The elves have been back to school and now they're trolling Santa. They've encrypted a message and are challenging him to decrypt it. Of course Santa doesn't want to look stupid, so he's asking you for help. Would you mind decrypting the message and letting Santa know what's in it? You'll get a cookie in return (well, a flag-shaped one, but aren't those the best?).
This was the last challenge that I submitted this year. I will present the intended solution here. Because I changed the flag (the challenge was originally planned for Hackyeaster) the challenge got slightly b0rked. You couldn't recover the flag reliably anymore. For this reason I published a new version of the challenge which worked.
We are given two files. One is the encrypted flag and the other one contains a public key. From the public key we get
the parameters n and e that are used in RSA:
with open("../problem/out/broken.key", "rb") as key_file:
rsa = RSA.import_key(key_file.read())
public_key = rsa.publickey()
n = public_key.n
e = public_key.eIn this case n is
21841229176641676811074222222429036686010157493819478906104756224784026782720095285562077658175994506814988868039420867464335127876647084137268626334223518969271953762934538192829593027351087506564856372252764608983654907443877304590598039308085484230387424168108589912364744981715047690934796624671825840761147121835935311518027061488285356813614197767377798508227633097728683793773240697883725855674919223272992158621864652379194787743287739980453395882286994644048503221607873267720518809023683802183778543479285200786684047572628386266548042179603137730815862594760654189158575192864779821225861303652435417736529
and e is 4242. At this point, we would usually try to factorize n into two prime numbers p and q. However, n
is a square number i.e. n = p^2. So now we can just calculate phi(n) and the modular inverse of e in phi(n) right?

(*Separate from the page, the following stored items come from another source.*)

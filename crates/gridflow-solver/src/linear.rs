//! Dense linear-system backends (Ax = b) for real and complex systems.
//!
//! This is the delegated linear-algebra collaborator: the solvers hand a
//! well-conditioned square matrix over and get the solution back, nothing
//! more. Two engines are provided: a dependency-free Gaussian elimination
//! and faer's LU with partial pivoting.

use anyhow::{anyhow, Result};
use faer::complex_native::c64;
use faer::{prelude::*, solvers::PartialPivLu, Mat};
use num_complex::{Complex64, ComplexFloat};
use num_traits::cast;

/// Trait for solving dense linear systems.
///
/// The Newton-family solvers need real systems (the Jacobian update); all
/// voltage solves are complex. One collaborator serves both.
pub trait LinearSolver: Send + Sync {
    /// Solve the real system Ax = b.
    fn solve_real(&self, matrix: &[Vec<f64>], rhs: &[f64]) -> Result<Vec<f64>>;

    /// Solve the complex system Ax = b.
    fn solve_complex(&self, matrix: &[Vec<Complex64>], rhs: &[Complex64]) -> Result<Vec<Complex64>>;
}

fn check_shape<T>(matrix: &[Vec<T>], rhs_len: usize) -> Result<()> {
    let n = matrix.len();
    if rhs_len != n {
        return Err(anyhow!(
            "rhs length ({rhs_len}) does not match matrix dimension {n}"
        ));
    }
    if matrix.iter().any(|row| row.len() != n) {
        return Err(anyhow!("matrix must be square"));
    }
    Ok(())
}

/// Gaussian elimination with partial pivoting, generic over real and
/// complex scalars (pivot selection by modulus). Also the engine behind
/// the analytic solver's extended-precision path, where faer cannot help.
pub fn gauss_elimination<T>(matrix: &[Vec<T>], rhs: &[T]) -> Result<Vec<T>>
where
    T: ComplexFloat,
{
    let n = matrix.len();
    if n == 0 {
        return Ok(Vec::new());
    }
    check_shape(matrix, rhs.len())?;

    let mut a: Vec<Vec<T>> = matrix.to_vec();
    let mut b: Vec<T> = rhs.to_vec();
    let tiny: T::Real = cast(1e-12).ok_or_else(|| anyhow!("scalar conversion failed"))?;

    for i in 0..n {
        let mut pivot = i;
        for row in i + 1..n {
            if a[row][i].abs() > a[pivot][i].abs() {
                pivot = row;
            }
        }
        if pivot != i {
            a.swap(i, pivot);
            b.swap(i, pivot);
        }

        let diag = a[i][i];
        if !(diag.abs() > tiny) {
            return Err(anyhow!("singular matrix"));
        }

        for value in a[i][i..].iter_mut() {
            *value = *value / diag;
        }
        b[i] = b[i] / diag;

        let pivot_segment = a[i][i..].to_vec();
        let pivot_rhs = b[i];
        for row in 0..n {
            if row == i {
                continue;
            }
            let factor = a[row][i];
            for (target, &pivot_value) in a[row][i..].iter_mut().zip(pivot_segment.iter()) {
                *target = *target - factor * pivot_value;
            }
            b[row] = b[row] - factor * pivot_rhs;
        }
    }

    Ok(b)
}

#[derive(Debug, Clone, Default)]
pub struct GaussSolver;

impl LinearSolver for GaussSolver {
    fn solve_real(&self, matrix: &[Vec<f64>], rhs: &[f64]) -> Result<Vec<f64>> {
        gauss_elimination(matrix, rhs)
    }

    fn solve_complex(&self, matrix: &[Vec<Complex64>], rhs: &[Complex64]) -> Result<Vec<Complex64>> {
        gauss_elimination(matrix, rhs)
    }
}

#[derive(Debug, Clone, Default)]
pub struct FaerSolver;

impl LinearSolver for FaerSolver {
    fn solve_real(&self, matrix: &[Vec<f64>], rhs: &[f64]) -> Result<Vec<f64>> {
        let n = matrix.len();
        if n == 0 {
            return Ok(Vec::new());
        }
        check_shape(matrix, rhs.len())?;

        let mat = Mat::from_fn(n, n, |i, j| matrix[i][j]);
        let rhs_mat = Mat::from_fn(n, 1, |i, _| rhs[i]);
        let lu = PartialPivLu::new(mat.as_ref());
        let sol = lu.solve(&rhs_mat);

        let solution: Vec<f64> = (0..n).map(|i| sol.read(i, 0)).collect();
        if solution.iter().any(|v| !v.is_finite()) {
            return Err(anyhow!("singular matrix"));
        }
        Ok(solution)
    }

    fn solve_complex(&self, matrix: &[Vec<Complex64>], rhs: &[Complex64]) -> Result<Vec<Complex64>> {
        let n = matrix.len();
        if n == 0 {
            return Ok(Vec::new());
        }
        check_shape(matrix, rhs.len())?;

        let mat = Mat::from_fn(n, n, |i, j| c64::new(matrix[i][j].re, matrix[i][j].im));
        let rhs_mat = Mat::from_fn(n, 1, |i, _| c64::new(rhs[i].re, rhs[i].im));
        let lu = PartialPivLu::new(mat.as_ref());
        let sol = lu.solve(&rhs_mat);

        let solution: Vec<Complex64> = (0..n)
            .map(|i| {
                let value = sol.read(i, 0);
                Complex64::new(value.re, value.im)
            })
            .collect();
        if solution.iter().any(|v| !v.re.is_finite() || !v.im.is_finite()) {
            return Err(anyhow!("singular matrix"));
        }
        Ok(solution)
    }
}
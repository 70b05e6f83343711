//! Full Newton-Raphson load flow, the canonical solver strategy.
//!
//! State is one (angle, magnitude) pair per non-slack node; PV nodes keep
//! their magnitude fixed so only their angle varies. Each iteration
//! evaluates the power mismatch against the node targets, assembles the
//! analytic Jacobian of (ΔP, ΔQ) with respect to (angle, magnitude), and
//! applies one linear correction. Quadratic convergence near the solution,
//! typically 3-6 iterations on well-conditioned networks.
//!
//! The constant-current vector (current sources plus eliminated slack
//! nodes) enters the injected power as `S = V ⊙ conj(Y·V − I)`, so the
//! Jacobian carries the corresponding extra diagonal terms.

use super::{partition, voltages_plausible, NodeSpec, NodeVoltageCalculator, SolveOutcome};
use crate::admittance::AdmittanceMatrix;
use crate::linear::{FaerSolver, LinearSolver};
use num_complex::Complex64;
use tracing::{debug, trace};

pub struct NewtonRaphson {
    tolerance: f64,
    max_iterations: usize,
    linear_solver: Box<dyn LinearSolver>,
}

impl Default for NewtonRaphson {
    fn default() -> Self {
        Self::new()
    }
}

impl NewtonRaphson {
    pub fn new() -> Self {
        Self {
            tolerance: 1e-8,
            max_iterations: 30,
            linear_solver: Box::new(FaerSolver),
        }
    }

    /// Set the convergence tolerance on the maximum power mismatch.
    pub fn with_tolerance(mut self, tolerance: f64) -> Self {
        self.tolerance = tolerance;
        self
    }

    /// Set the iteration budget; exhausting it reports collapse.
    pub fn with_max_iterations(mut self, max_iterations: usize) -> Self {
        self.max_iterations = max_iterations;
        self
    }

    /// Swap the linear-algebra backend.
    pub fn with_linear_solver(mut self, solver: Box<dyn LinearSolver>) -> Self {
        self.linear_solver = solver;
        self
    }
}

impl NodeVoltageCalculator for NewtonRaphson {
    fn calculate_node_voltages(
        &self,
        matrix: &AdmittanceMatrix,
        nominal_voltage: f64,
        nodes: &[NodeSpec],
    ) -> SolveOutcome {
        let system = partition(matrix, nodes);
        let n = system.unknown.len();
        if n == 0 {
            return system.finish(matrix, nodes, &[]);
        }

        let targets = system.power_targets();
        // Column slots: angles for every unknown node, magnitudes for PQ.
        let pq_slot: Vec<Option<usize>> = {
            let mut next = 0usize;
            system
                .specs
                .iter()
                .map(|spec| {
                    if spec.is_pv() {
                        None
                    } else {
                        let slot = next;
                        next += 1;
                        Some(slot)
                    }
                })
                .collect()
        };
        let n_q = pq_slot.iter().flatten().count();
        let n_vars = n + n_q;

        let mut v_mag: Vec<f64> = system
            .specs
            .iter()
            .map(|spec| match spec {
                NodeSpec::Pv { magnitude, .. } => *magnitude,
                _ => nominal_voltage,
            })
            .collect();
        let mut v_ang = vec![0.0f64; n];

        for iteration in 0..self.max_iterations {
            let voltages: Vec<Complex64> = v_mag
                .iter()
                .zip(&v_ang)
                .map(|(&m, &a)| Complex64::from_polar(m, a))
                .collect();

            let powers = system.reduced.calculate_all_powers(&voltages);
            let mut mismatch = vec![0.0f64; n_vars];
            let mut max_mismatch = 0.0f64;
            for i in 0..n {
                let dp = targets[i].re - powers[i].re;
                mismatch[i] = dp;
                max_mismatch = max_mismatch.max(dp.abs());
                if let Some(slot) = pq_slot[i] {
                    let dq = targets[i].im - powers[i].im;
                    mismatch[n + slot] = dq;
                    max_mismatch = max_mismatch.max(dq.abs());
                }
            }
            trace!(iteration, max_mismatch, "newton-raphson mismatch");

            if max_mismatch < self.tolerance {
                debug!(iteration, "newton-raphson converged");
                return system.finish(matrix, nodes, &voltages);
            }

            // I_tot = Y·V − I_const, the current the injected power sees.
            let currents = system.reduced.calculate_currents(&voltages);
            let constants = system.reduced.constant_currents();
            let i_tot: Vec<Complex64> = currents
                .iter()
                .zip(&constants)
                .map(|(i, c)| i - c)
                .collect();

            let j = Complex64::new(0.0, 1.0);
            let mut jacobian = vec![vec![0.0f64; n_vars]; n_vars];
            for i in 0..n {
                for k in 0..n {
                    // dS_i/dθ_k and dS_i/d|V|_k from the complex partials.
                    let ds_dtheta;
                    let ds_dmag;
                    if i == k {
                        let own = voltages[i] * (system.reduced.get(i, i) * voltages[i]).conj();
                        ds_dtheta = j * voltages[i] * i_tot[i].conj() - j * own;
                        let m = v_mag[i].max(1e-12);
                        ds_dmag = voltages[i] / m * i_tot[i].conj() + own / m;
                    } else {
                        let coupling = voltages[i] * (system.reduced.get(i, k) * voltages[k]).conj();
                        ds_dtheta = -j * coupling;
                        ds_dmag = coupling / v_mag[k].max(1e-12);
                    }

                    jacobian[i][k] = ds_dtheta.re;
                    if let Some(slot) = pq_slot[k] {
                        jacobian[i][n + slot] = ds_dmag.re;
                    }
                    if let Some(row) = pq_slot[i] {
                        jacobian[n + row][k] = ds_dtheta.im;
                        if let Some(slot) = pq_slot[k] {
                            jacobian[n + row][n + slot] = ds_dmag.im;
                        }
                    }
                }
            }

            let delta = match self.linear_solver.solve_real(&jacobian, &mismatch) {
                Ok(delta) => delta,
                Err(error) => {
                    debug!(iteration, %error, "newton-raphson jacobian solve failed");
                    return SolveOutcome::Collapsed;
                }
            };

            for i in 0..n {
                v_ang[i] += delta[i];
                if let Some(slot) = pq_slot[i] {
                    // Damped magnitude update: a step never wipes out more
                    // than 95% of a magnitude, so auxiliary nodes with
                    // small true voltages survive the first correction.
                    let updated = v_mag[i] + delta[n + slot];
                    v_mag[i] = updated.max(0.05 * v_mag[i]);
                }
            }

            let updated: Vec<Complex64> = v_mag
                .iter()
                .zip(&v_ang)
                .map(|(&m, &a)| Complex64::from_polar(m, a))
                .collect();
            if v_mag.iter().any(|&m| !(m > 0.0)) || !voltages_plausible(&updated, nominal_voltage)
            {
                debug!(iteration, "newton-raphson diverged");
                return SolveOutcome::Collapsed;
            }
        }

        debug!(
            max_iterations = self.max_iterations,
            "newton-raphson iteration budget exhausted"
        );
        SolveOutcome::Collapsed
    }
}

#[cfg(test)]
mod tests {
    use super::*;

    fn c(re: f64, im: f64) -> Complex64 {
        Complex64::new(re, im)
    }

    /// Slack 1∠0, admittance 10, PQ load (−1, 0): the hand-derivable
    /// case. 10·V² − 10·V + 1 = 0 gives V ≈ 0.8873 on the stable branch.
    #[test]
    fn test_two_node_example() {
        let mut y = AdmittanceMatrix::new(2);
        y.add_connection(0, 1, c(10.0, 0.0));
        let nodes = vec![
            NodeSpec::Slack { voltage: c(1.0, 0.0) },
            NodeSpec::Pq { power: c(-1.0, 0.0) },
        ];
        let results = NewtonRaphson::new()
            .calculate_node_voltages(&y, 1.0, &nodes)
            .into_results()
            .expect("should converge");

        let expected = (10.0 + 60.0f64.sqrt()) / 20.0;
        assert!((results[1].voltage.re - expected).abs() < 1e-6);
        assert!(results[1].voltage.im.abs() < 1e-9);
        assert!((results[1].power.re - (-1.0)).abs() < 1e-6);

        // Slack covers the load plus the series loss.
        let loss = 10.0 * (1.0 - expected) * (1.0 - expected);
        assert!((results[0].power.re - (1.0 + loss)).abs() < 1e-6);
    }

    #[test]
    fn test_overload_collapses() {
        let mut y = AdmittanceMatrix::new(2);
        y.add_connection(0, 1, c(1.0, 0.0));
        let nodes = vec![
            NodeSpec::Slack { voltage: c(1.0, 0.0) },
            NodeSpec::Pq { power: c(-10.0, 0.0) },
        ];
        let outcome = NewtonRaphson::new().calculate_node_voltages(&y, 1.0, &nodes);
        assert!(outcome.is_collapsed());
    }

    #[test]
    fn test_pv_node_holds_magnitude() {
        // Slack, line, PV generator, line, PQ load in a chain.
        let mut y = AdmittanceMatrix::new(3);
        y.add_connection(0, 1, c(2.0, -8.0));
        y.add_connection(1, 2, c(2.0, -8.0));
        let nodes = vec![
            NodeSpec::Slack { voltage: c(1.0, 0.0) },
            NodeSpec::Pv {
                magnitude: 1.02,
                real_power: 0.4,
            },
            NodeSpec::Pq {
                power: c(-0.6, -0.2),
            },
        ];
        let results = NewtonRaphson::new()
            .calculate_node_voltages(&y, 1.0, &nodes)
            .into_results()
            .expect("should converge");

        assert!((results[1].voltage.norm() - 1.02).abs() < 1e-9);
        assert!((results[1].power.re - 0.4).abs() < 1e-6);
        assert!((results[2].power.re - (-0.6)).abs() < 1e-6);
        assert!((results[2].power.im - (-0.2)).abs() < 1e-6);
    }

    #[test]
    fn test_all_slack_network_needs_no_iteration() {
        let mut y = AdmittanceMatrix::new(2);
        y.add_connection(0, 1, c(5.0, 0.0));
        let nodes = vec![
            NodeSpec::Slack { voltage: c(1.0, 0.0) },
            NodeSpec::Slack { voltage: c(0.98, 0.0) },
        ];
        let results = NewtonRaphson::new()
            .calculate_node_voltages(&y, 1.0, &nodes)
            .into_results()
            .expect("trivial network");
        assert!((results[0].voltage - c(1.0, 0.0)).norm() < 1e-12);
        // Power flows from the higher slack toward the lower one.
        assert!(results[0].power.re > 0.0);
        assert!(results[1].power.re < 0.0);
    }
}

Well, that only works if gcd(e, phi(n)) = 1 which is not true in our case. gcd(e, phi(n)) is 6 and RSA was used
incorrectly here.
If we take another look at the equations of textbook RSA, we can simplify them:
c = m^4242 mod n
c^(707^-1) = m^(4242 * 707^-1) mod n
c^(707^-1) = m^(6 * 707 * 707^-1) mod n
c^(707^-1) = m^6 mod n
Here I used fermat's little theorem. Now we
can take the 6-th root on both sides and hopefully recover m. This only works if m < n (which was the problem when I
first published the challenge). The complete solution looks like this:
from Crypto.Util.number import bytes_to_long, long_to_bytes
from Crypto.PublicKey import RSA
with open("broken.key", "rb") as key_file:
rsa = RSA.import_key(key_file.read())
public_key = rsa.publickey()
n = public_key.n
e = public_key.e
assert is_square(n)
p = int(sqrt(n))
phi = euler_phi(n)
common = gcd(phi, e)
e1 = e // common
d = inverse_mod(int(e1), phi)
with open("broken.flag", "rb") as flag_file:
c = bytes_to_long(flag_file.read())
c1 = power_mod(c, d, n)
print(long_to_bytes(int(int(c1)^(1/common))))This gives the flag HV{F3M4TS L1TTL3 TH30R3M}.